→ Input
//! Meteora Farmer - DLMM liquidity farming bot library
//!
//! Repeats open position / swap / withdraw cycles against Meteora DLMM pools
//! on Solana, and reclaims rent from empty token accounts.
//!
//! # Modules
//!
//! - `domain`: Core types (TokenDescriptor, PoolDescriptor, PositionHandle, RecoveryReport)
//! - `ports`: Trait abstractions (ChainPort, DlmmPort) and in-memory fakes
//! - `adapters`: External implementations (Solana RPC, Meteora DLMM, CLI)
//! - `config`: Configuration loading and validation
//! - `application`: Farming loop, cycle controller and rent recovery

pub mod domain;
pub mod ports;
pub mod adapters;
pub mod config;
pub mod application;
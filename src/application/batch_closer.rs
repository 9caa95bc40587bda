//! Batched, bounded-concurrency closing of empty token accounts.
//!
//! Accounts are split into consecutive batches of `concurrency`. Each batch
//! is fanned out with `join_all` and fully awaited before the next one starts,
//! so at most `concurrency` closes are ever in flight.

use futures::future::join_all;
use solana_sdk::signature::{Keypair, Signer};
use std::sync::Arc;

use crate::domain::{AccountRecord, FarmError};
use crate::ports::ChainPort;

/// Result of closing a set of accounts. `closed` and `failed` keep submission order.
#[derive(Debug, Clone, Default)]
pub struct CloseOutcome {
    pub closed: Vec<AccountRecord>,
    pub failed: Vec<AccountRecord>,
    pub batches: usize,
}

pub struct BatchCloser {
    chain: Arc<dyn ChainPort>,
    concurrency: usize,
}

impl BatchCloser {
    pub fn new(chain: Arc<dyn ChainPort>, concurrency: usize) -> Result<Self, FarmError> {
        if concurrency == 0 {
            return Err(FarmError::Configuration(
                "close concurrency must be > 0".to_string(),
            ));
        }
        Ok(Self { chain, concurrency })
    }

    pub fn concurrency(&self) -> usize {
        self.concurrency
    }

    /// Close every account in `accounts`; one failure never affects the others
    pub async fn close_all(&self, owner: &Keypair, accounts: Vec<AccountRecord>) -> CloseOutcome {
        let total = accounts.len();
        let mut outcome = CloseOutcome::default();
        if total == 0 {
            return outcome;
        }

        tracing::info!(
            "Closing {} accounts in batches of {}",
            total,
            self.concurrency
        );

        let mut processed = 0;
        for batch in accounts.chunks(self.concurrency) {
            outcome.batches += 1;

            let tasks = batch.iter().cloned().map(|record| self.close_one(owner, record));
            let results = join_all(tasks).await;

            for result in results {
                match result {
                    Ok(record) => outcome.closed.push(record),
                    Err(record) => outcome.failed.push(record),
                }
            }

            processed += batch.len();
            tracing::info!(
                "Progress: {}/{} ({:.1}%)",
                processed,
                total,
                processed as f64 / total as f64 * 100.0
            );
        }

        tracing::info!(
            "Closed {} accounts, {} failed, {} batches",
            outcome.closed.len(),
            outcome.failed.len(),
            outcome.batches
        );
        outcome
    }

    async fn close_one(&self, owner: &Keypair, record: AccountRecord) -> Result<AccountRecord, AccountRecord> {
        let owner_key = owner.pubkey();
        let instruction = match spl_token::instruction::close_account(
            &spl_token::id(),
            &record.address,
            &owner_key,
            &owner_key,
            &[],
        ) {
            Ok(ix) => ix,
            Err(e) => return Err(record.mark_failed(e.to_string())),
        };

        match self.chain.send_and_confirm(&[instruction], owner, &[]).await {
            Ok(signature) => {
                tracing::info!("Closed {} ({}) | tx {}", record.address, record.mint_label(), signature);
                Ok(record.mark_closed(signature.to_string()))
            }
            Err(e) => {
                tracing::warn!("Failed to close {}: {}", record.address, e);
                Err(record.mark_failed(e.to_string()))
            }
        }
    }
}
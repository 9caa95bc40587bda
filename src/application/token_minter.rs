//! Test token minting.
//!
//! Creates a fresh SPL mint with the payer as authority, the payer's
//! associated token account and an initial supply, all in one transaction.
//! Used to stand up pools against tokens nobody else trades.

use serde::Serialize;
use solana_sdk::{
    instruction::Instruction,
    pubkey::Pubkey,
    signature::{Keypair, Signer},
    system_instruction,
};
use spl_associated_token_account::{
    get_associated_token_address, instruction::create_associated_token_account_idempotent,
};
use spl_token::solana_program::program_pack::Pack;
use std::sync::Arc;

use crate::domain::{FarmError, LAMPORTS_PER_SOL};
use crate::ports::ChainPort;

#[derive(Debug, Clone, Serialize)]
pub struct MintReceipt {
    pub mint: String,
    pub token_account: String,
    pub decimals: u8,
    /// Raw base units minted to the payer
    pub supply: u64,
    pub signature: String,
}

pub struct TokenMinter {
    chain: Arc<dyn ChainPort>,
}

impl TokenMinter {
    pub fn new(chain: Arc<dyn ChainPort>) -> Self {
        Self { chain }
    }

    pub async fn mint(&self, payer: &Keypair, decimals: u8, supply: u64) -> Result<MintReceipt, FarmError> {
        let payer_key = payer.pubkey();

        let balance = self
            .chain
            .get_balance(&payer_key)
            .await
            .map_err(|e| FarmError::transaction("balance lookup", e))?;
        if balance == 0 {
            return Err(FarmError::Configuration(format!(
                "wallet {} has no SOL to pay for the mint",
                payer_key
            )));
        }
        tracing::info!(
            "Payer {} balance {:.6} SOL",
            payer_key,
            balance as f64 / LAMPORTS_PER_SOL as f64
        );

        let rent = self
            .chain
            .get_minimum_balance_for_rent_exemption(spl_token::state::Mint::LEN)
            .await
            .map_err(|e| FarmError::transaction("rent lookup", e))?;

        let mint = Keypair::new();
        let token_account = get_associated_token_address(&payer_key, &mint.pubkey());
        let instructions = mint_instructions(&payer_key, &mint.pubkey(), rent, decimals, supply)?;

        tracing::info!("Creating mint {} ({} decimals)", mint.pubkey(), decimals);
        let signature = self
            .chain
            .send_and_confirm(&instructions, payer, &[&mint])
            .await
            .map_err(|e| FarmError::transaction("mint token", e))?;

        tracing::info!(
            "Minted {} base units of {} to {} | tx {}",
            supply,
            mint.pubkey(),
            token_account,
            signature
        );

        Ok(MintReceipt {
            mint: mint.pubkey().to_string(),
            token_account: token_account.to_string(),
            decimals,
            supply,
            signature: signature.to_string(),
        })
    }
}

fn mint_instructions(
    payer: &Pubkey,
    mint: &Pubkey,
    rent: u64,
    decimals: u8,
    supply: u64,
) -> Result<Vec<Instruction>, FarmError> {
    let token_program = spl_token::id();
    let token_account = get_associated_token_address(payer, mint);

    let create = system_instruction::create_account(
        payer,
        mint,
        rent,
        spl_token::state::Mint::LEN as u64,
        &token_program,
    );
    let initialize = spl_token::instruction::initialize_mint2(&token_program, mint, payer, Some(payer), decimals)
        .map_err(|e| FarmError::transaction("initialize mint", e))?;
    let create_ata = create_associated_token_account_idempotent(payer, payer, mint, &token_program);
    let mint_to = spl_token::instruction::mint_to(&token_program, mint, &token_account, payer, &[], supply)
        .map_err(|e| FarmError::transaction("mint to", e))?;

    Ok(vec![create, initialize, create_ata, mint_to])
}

→ Exercise prompt
Copy out each line of the records that holds the string "Serialize".

→ Output for this task
use serde::Serialize;
#[derive(Debug, Clone, Serialize)]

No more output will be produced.